Start of PROVIDED DATA

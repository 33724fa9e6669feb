use regex::Regex;

use crate::error::{Error, Kind};
use crate::info::MigrationState;
use crate::version::Target;

/// A single `state:behavior` entry from `ignoreMigrationPatterns`.
/// `state` names one of [`MigrationState`]'s variants (case-insensitive,
/// e.g. `future`, `missing_failed`); `behavior` is currently always
/// `ignore` — the vocabulary is kept open for a future `warn`-only mode.
#[derive(Clone, Debug, PartialEq, Eq)]
pub struct IgnorePattern {
    pub state: MigrationState,
    pub ignore: bool,
}

impl IgnorePattern {
    pub fn parse(raw: &str) -> Result<IgnorePattern, Error> {
        let (state, behavior) = raw
            .split_once(':')
            .ok_or_else(|| Error::new(Kind::InvalidIgnorePattern(raw.to_string()), None))?;

        let state = MigrationState::parse(state)
            .ok_or_else(|| Error::new(Kind::InvalidIgnorePattern(raw.to_string()), None))?;

        let ignore = match behavior {
            "ignore" => true,
            "warn" => false,
            _ => return Err(Error::new(Kind::InvalidIgnorePattern(raw.to_string()), None)),
        };

        Ok(IgnorePattern { state, ignore })
    }
}

/// An explicit cherry-pick entry: either a versioned migration's version or
/// a repeatable migration's description.
#[derive(Clone, Debug, PartialEq, Eq)]
pub enum CherryPick {
    Version(String),
    Description(String),
}

/// The configuration knobs the engine consumes. Loading these from a file,
/// environment, or CLI is left to the caller; this type is the in-memory
/// value handed to the engine, built with a consuming-builder idiom so each
/// `set_*` call reads as a complete, immutable configuration step.
#[derive(Clone, Debug)]
#[cfg_attr(feature = "serde", derive(serde::Serialize, serde::Deserialize))]
pub struct Configuration {
    group: bool,
    mixed: bool,
    out_of_order: bool,
    #[cfg_attr(feature = "serde", serde(skip))]
    target: TargetConfig,
    cherry_pick: Option<Vec<String>>,
    skip_executing_migrations: bool,
    ignore_migration_patterns: Vec<String>,
    installed_by: String,
}

#[derive(Clone, Debug)]
enum TargetConfig {
    Latest,
    Version(String),
    Next,
    Current,
}

impl Default for TargetConfig {
    fn default() -> Self {
        TargetConfig::Latest
    }
}

impl Default for Configuration {
    fn default() -> Self {
        Configuration {
            group: false,
            mixed: false,
            out_of_order: false,
            target: TargetConfig::Latest,
            cherry_pick: None,
            skip_executing_migrations: false,
            ignore_migration_patterns: Vec::new(),
            installed_by: whoami_fallback(),
        }
    }
}

fn whoami_fallback() -> String {
    std::env::var("USER")
        .or_else(|_| std::env::var("USERNAME"))
        .unwrap_or_else(|_| "strata-migrate".to_string())
}

impl Configuration {
    pub fn new() -> Configuration {
        Configuration::default()
    }

    /// One transaction per run over all groups, vs. per-migration.
    pub fn set_group(self, group: bool) -> Configuration {
        Configuration { group, ..self }
    }

    /// Allow transactional and non-transactional migrations in one group.
    pub fn set_mixed(self, mixed: bool) -> Configuration {
        Configuration { mixed, ..self }
    }

    /// Allow applying pending versions less than the current applied
    /// maximum.
    pub fn set_out_of_order(self, out_of_order: bool) -> Configuration {
        Configuration {
            out_of_order,
            ..self
        }
    }

    pub fn set_target(self, target: Target) -> Configuration {
        let target = match target {
            Target::Latest => TargetConfig::Latest,
            Target::Version(v) => TargetConfig::Version(v.as_str().to_string()),
            Target::Next => TargetConfig::Next,
            Target::Current => TargetConfig::Current,
        };
        Configuration { target, ..self }
    }

    pub fn set_cherry_pick(self, picks: Vec<String>) -> Configuration {
        Configuration {
            cherry_pick: Some(picks),
            ..self
        }
    }

    /// Record but do not execute migrations.
    pub fn set_skip_executing_migrations(self, skip: bool) -> Configuration {
        Configuration {
            skip_executing_migrations: skip,
            ..self
        }
    }

    pub fn set_ignore_migration_patterns(self, patterns: Vec<String>) -> Configuration {
        Configuration {
            ignore_migration_patterns: patterns,
            ..self
        }
    }

    pub fn set_installed_by(self, installed_by: impl Into<String>) -> Configuration {
        Configuration {
            installed_by: installed_by.into(),
            ..self
        }
    }

    pub fn group(&self) -> bool {
        self.group
    }

    pub fn mixed(&self) -> bool {
        self.mixed
    }

    pub fn out_of_order(&self) -> bool {
        self.out_of_order
    }

    pub fn target(&self) -> Result<Target, Error> {
        Ok(match &self.target {
            TargetConfig::Latest => Target::Latest,
            TargetConfig::Next => Target::Next,
            TargetConfig::Current => Target::Current,
            TargetConfig::Version(v) => Target::Version(crate::version::MigrationVersion::parse(v)?),
        })
    }

    pub fn skip_executing_migrations(&self) -> bool {
        self.skip_executing_migrations
    }

    pub fn installed_by(&self) -> &str {
        &self.installed_by
    }

    /// Parse `cherryPick` entries, classifying each as a version (if it
    /// parses as one) or a repeatable description otherwise.
    pub fn cherry_pick(&self) -> Option<Vec<CherryPick>> {
        self.cherry_pick.as_ref().map(|picks| {
            picks
                .iter()
                .map(|p| match crate::version::MigrationVersion::parse(p) {
                    Ok(_) if looks_versioned(p) => CherryPick::Version(p.clone()),
                    _ => CherryPick::Description(p.clone()),
                })
                .collect()
        })
    }

    pub fn ignore_patterns(&self) -> Result<Vec<IgnorePattern>, Error> {
        self.ignore_migration_patterns
            .iter()
            .map(|p| IgnorePattern::parse(p))
            .collect()
    }

    /// Whether `state` is downgraded to a warning by an ignore pattern.
    pub fn ignores(&self, state: MigrationState) -> bool {
        self.ignore_patterns()
            .map(|patterns| patterns.iter().any(|p| p.state == state && p.ignore))
            .unwrap_or(false)
    }
}

fn looks_versioned(raw: &str) -> bool {
    lazy_static::lazy_static! {
        static ref VERSION_SHAPE: Regex = Regex::new(r"^\d+(\.\d+)*$").unwrap();
    }
    VERSION_SHAPE.is_match(raw)
}

#[cfg(test)]
mod tests {
    use super::*;

    #[test]
    fn defaults_match_documented_defaults() {
        let c = Configuration::new();
        assert!(!c.group());
        assert!(!c.mixed());
        assert!(!c.out_of_order());
        assert!(!c.skip_executing_migrations());
    }

    #[test]
    fn cherry_pick_classifies_versions_and_descriptions() {
        let c = Configuration::new().set_cherry_pick(vec!["1.2".into(), "seed_lookup".into()]);
        let picks = c.cherry_pick().unwrap();
        assert_eq!(picks[0], CherryPick::Version("1.2".into()));
        assert_eq!(picks[1], CherryPick::Description("seed_lookup".into()));
    }

    #[test]
    fn ignore_pattern_parses_state_and_behavior() {
        let p = IgnorePattern::parse("future_success:ignore").unwrap();
        assert_eq!(p.state, MigrationState::FutureSuccess);
        assert!(p.ignore);
    }

    #[test]
    fn ignore_pattern_rejects_malformed_entry() {
        assert!(IgnorePattern::parse("nocolon").is_err());
        assert!(IgnorePattern::parse("future:explode").is_err());
    }
}
//! `strata-migrate`: plans, groups and runs versioned and repeatable schema
//! migrations against a schema history table, in the manner of Flyway's
//! core engine. Concrete per-dialect drivers, a CLI, migration discovery
//! from the filesystem, and a callback registry are external concerns —
//! this crate depends on the capability traits in [`adapter`], [`history`]
//! and [`callback`], not on any one database or resolver.

pub mod adapter;
pub mod callback;
pub mod config;
pub mod error;
pub mod executor;
pub mod history;
pub mod info;
pub mod migration;
pub mod parser;
pub mod planner;
pub mod result;
pub mod template;
pub mod version;

pub use crate::adapter::DatabaseAdapter;
pub use crate::callback::{CallbackHandler, Event, NoopCallbackHandler};
pub use crate::config::{CherryPick, Configuration, IgnorePattern};
pub use crate::error::{Error, Kind, WrapMigrationError};
pub use crate::executor::{migrate, NoopProgressReporter, ProgressReporter};
pub use crate::history::SchemaHistoryStore;
pub use crate::info::{MigrationInfo, MigrationInfoService, MigrationState};
pub use crate::migration::{
    checksum, AppliedMigration, ExecutionContext, MigrationBody, MigrationType, ResolvedMigration,
    TransactionBehavior,
};
pub use crate::planner::{plan_next_group, MigrationGroup};
pub use crate::result::{AppliedMigrationReport, MigrateResult};
pub use crate::template::run_in_boundary;
pub use crate::version::{MigrationVersion, Target};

End of PROVIDED DATA

TASK TO CARRY OUT:
Only lines of the data holding the word "executor" go in the answer. Please copy each of them.

ANSWER TO THE EXERCISE:
pub mod executor;
pub use crate::executor::{migrate, NoopProgressReporter, ProgressReporter};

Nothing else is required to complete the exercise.